[WORK TO COMPLETE]: Which lines of the entries contain the string "InvalidInput"? Copy each of them.

RECORDS FOR PROCESSING section start

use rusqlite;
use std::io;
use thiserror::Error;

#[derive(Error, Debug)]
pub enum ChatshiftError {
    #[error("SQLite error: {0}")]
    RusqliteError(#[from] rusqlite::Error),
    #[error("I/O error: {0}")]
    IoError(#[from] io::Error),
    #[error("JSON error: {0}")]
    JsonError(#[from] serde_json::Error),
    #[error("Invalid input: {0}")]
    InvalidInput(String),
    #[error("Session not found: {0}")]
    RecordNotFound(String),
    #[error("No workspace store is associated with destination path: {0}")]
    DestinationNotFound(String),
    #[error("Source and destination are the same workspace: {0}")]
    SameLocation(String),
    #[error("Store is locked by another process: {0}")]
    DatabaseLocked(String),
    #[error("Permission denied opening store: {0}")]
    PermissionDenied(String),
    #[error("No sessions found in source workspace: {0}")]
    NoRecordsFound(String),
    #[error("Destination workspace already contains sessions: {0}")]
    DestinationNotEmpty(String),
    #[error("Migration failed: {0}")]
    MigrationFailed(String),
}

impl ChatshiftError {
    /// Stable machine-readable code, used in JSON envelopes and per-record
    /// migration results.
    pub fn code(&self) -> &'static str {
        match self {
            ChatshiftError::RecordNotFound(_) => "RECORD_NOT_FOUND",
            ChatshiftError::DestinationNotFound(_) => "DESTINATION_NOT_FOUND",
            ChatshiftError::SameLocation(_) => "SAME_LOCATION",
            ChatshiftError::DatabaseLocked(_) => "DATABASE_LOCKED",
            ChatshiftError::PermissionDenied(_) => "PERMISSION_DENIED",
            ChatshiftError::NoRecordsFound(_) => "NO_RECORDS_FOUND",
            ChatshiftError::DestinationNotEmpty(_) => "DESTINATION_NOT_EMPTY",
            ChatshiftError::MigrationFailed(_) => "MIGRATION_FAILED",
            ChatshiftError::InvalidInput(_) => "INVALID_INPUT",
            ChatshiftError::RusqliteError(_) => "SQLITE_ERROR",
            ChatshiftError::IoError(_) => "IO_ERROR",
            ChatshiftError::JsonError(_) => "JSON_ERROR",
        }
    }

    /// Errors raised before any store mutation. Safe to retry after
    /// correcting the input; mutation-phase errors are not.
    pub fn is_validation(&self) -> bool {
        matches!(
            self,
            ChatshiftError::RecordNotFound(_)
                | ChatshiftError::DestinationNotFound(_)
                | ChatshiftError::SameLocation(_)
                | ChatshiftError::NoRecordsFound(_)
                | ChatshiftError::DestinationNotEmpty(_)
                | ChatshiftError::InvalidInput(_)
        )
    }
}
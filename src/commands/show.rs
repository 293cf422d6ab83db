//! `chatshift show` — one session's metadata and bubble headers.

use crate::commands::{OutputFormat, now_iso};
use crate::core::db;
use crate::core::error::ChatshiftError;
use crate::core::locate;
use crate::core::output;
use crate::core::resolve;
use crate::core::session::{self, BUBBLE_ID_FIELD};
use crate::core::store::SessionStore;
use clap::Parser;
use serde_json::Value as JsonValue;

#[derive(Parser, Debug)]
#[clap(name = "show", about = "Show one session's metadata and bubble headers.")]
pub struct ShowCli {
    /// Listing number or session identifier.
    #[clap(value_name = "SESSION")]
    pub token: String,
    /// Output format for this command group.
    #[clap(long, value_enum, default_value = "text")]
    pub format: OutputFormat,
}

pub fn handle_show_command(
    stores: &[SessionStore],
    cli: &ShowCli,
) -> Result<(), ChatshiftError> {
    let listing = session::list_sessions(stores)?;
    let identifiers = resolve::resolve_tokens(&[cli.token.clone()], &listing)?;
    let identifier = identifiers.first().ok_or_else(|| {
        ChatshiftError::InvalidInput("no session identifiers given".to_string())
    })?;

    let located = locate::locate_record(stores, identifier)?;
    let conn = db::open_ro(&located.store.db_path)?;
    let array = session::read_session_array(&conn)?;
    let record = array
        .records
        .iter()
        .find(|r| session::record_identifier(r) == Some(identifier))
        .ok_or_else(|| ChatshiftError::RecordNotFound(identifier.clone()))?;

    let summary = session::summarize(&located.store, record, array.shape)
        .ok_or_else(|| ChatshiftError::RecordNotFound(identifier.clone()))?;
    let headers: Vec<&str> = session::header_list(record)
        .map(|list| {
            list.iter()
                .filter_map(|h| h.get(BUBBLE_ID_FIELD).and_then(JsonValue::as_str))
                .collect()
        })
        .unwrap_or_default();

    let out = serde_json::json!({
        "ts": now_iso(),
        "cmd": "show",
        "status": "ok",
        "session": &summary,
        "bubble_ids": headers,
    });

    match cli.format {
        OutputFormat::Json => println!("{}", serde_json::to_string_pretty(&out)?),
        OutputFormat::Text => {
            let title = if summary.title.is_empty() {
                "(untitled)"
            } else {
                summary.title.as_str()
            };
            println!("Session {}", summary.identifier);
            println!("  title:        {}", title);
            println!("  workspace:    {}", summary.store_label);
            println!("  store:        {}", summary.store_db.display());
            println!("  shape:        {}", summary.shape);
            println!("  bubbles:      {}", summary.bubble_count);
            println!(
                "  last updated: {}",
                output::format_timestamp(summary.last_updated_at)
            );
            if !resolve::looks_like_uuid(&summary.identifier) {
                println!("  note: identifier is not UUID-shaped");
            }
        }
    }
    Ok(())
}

RECORDS FOR PROCESSING section end

[RESULT FOR THIS EXERCISE]:
    InvalidInput(String),
            ChatshiftError::InvalidInput(_) => "INVALID_INPUT",
                | ChatshiftError::InvalidInput(_)
        ChatshiftError::InvalidInput("no session identifiers given".to_string())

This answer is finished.